▶ **Required action**
Set down the material exactly as given, please, from its first line through the line that includes "defaults are machine-local".

* * *

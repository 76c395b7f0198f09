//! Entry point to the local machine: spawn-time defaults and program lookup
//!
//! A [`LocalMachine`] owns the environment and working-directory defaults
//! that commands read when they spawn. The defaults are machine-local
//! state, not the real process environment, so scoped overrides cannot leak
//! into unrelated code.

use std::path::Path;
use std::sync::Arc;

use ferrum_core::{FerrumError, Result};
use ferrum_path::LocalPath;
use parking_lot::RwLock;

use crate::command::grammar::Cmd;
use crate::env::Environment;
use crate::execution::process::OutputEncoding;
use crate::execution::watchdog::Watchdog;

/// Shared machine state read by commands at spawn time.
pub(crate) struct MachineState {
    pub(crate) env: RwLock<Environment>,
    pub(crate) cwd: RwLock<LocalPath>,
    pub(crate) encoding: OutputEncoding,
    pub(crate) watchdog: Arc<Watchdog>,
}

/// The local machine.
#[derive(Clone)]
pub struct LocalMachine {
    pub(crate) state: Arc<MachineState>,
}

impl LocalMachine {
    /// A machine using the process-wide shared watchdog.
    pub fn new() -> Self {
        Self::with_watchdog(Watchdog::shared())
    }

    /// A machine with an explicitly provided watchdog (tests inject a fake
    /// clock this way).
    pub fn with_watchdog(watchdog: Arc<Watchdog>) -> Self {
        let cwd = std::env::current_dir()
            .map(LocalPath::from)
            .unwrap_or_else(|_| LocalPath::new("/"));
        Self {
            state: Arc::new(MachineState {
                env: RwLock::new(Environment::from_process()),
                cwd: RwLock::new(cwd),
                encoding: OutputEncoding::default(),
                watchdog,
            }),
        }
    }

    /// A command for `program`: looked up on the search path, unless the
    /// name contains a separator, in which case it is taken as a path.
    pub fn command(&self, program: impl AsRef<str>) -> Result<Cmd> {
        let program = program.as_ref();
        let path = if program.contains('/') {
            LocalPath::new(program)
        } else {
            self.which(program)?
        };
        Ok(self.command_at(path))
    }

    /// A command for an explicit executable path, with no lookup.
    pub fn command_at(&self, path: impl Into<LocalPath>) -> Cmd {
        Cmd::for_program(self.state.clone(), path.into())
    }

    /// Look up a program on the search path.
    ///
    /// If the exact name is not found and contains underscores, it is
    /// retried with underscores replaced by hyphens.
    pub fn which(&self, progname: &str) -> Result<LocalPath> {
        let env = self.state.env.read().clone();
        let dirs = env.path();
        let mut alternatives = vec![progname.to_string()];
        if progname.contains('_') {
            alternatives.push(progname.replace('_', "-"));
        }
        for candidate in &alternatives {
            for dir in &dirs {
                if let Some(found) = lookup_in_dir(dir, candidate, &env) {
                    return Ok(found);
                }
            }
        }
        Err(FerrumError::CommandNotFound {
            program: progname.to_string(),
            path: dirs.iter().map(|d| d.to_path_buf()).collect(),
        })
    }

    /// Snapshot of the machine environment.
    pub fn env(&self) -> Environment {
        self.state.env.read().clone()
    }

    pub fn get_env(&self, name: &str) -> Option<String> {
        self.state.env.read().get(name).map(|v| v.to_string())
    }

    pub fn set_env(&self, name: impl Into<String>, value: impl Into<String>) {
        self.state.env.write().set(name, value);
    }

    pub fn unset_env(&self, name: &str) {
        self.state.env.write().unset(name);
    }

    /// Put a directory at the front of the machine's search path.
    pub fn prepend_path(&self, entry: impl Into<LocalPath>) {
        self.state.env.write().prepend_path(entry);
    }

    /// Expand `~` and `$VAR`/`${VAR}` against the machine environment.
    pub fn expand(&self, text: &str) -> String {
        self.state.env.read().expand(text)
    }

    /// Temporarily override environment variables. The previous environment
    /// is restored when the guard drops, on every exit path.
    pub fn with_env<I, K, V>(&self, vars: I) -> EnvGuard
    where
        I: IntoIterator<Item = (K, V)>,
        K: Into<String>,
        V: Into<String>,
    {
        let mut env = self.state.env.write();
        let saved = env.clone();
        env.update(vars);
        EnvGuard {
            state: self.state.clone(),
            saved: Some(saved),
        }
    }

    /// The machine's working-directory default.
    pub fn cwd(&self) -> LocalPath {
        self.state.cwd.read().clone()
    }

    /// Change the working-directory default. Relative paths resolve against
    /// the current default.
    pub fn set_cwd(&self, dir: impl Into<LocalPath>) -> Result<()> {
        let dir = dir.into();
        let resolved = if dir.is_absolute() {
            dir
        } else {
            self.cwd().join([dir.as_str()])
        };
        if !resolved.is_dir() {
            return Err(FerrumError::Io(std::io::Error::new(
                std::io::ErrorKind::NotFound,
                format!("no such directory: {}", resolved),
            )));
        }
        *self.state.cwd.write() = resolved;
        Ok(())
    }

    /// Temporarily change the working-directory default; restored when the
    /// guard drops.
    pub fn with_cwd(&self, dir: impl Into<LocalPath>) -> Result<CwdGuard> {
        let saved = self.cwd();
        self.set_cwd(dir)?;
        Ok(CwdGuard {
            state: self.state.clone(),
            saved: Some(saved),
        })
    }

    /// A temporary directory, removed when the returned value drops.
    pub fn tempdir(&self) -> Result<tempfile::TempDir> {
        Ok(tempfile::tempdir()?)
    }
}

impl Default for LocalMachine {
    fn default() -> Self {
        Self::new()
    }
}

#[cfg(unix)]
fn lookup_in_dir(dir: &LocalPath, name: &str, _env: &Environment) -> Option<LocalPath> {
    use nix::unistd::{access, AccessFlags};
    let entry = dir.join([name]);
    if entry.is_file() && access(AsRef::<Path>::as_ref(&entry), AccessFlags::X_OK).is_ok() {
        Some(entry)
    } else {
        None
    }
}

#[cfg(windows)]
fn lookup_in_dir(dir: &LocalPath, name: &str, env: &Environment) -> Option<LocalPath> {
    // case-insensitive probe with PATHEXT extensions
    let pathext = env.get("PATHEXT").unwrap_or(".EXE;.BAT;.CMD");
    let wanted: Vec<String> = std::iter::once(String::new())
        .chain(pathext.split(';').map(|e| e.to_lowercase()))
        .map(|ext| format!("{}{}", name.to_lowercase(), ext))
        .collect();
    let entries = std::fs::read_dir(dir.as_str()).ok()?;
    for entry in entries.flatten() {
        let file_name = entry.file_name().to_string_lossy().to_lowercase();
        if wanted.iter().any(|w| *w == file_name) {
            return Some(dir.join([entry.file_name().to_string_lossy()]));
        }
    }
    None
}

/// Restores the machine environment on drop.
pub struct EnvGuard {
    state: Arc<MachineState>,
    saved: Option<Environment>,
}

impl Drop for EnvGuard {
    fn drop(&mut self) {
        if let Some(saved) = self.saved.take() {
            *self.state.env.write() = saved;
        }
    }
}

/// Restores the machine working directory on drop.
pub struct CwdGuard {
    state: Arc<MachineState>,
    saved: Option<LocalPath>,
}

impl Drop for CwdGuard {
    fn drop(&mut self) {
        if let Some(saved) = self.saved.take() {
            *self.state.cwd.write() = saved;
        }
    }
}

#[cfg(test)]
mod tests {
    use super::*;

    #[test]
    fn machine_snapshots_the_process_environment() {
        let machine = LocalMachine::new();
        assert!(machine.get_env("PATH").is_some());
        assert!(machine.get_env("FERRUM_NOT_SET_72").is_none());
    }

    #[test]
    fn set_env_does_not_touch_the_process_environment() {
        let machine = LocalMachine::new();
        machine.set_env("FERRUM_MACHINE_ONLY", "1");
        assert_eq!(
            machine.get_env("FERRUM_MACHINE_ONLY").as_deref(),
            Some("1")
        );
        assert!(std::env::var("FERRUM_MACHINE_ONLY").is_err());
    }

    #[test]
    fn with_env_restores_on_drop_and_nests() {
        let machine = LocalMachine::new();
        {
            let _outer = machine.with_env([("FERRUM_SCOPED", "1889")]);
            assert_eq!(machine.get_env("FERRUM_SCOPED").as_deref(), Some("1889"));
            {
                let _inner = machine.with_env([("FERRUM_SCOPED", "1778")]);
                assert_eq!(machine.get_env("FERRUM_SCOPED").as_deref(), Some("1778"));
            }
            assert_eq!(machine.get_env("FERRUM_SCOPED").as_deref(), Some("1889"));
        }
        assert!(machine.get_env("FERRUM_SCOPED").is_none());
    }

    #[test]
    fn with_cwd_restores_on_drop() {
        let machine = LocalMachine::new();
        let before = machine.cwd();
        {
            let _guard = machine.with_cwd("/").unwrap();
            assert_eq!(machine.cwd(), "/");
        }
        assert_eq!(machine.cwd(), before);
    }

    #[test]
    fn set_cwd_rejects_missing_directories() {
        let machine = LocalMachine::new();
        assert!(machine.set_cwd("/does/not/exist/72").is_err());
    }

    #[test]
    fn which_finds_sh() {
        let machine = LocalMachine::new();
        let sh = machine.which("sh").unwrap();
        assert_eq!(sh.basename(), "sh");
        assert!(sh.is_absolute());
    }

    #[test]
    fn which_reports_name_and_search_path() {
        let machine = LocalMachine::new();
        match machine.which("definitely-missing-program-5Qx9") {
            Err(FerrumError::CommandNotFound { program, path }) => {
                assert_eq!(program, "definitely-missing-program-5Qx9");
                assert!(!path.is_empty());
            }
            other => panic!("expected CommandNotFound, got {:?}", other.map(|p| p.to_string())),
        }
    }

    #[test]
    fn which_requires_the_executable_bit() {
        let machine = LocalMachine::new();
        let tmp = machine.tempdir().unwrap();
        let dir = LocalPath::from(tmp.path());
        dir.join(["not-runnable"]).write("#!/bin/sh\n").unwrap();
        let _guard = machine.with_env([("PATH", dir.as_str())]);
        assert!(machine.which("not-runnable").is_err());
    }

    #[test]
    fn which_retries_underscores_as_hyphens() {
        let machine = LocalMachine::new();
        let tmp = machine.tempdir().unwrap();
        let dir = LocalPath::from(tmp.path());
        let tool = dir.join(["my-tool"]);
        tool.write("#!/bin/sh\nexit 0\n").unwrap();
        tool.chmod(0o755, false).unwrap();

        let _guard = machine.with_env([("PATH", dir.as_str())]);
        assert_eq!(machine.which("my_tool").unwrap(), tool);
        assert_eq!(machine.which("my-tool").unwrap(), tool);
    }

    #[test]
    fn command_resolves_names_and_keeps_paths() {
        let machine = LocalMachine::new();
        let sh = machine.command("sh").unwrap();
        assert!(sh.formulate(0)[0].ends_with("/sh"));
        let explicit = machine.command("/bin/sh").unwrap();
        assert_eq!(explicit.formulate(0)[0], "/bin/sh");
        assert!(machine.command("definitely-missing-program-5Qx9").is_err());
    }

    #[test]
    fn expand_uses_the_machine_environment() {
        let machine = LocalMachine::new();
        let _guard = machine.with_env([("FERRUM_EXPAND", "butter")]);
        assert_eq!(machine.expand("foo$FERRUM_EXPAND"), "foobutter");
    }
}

* * *

▶ **Exercise result**
repository 76c395b7f0198f09
//! Entry point to the local machine: spawn-time defaults and program lookup
//!
//! A [`LocalMachine`] owns the environment and working-directory defaults
//! that commands read when they spawn. The defaults are machine-local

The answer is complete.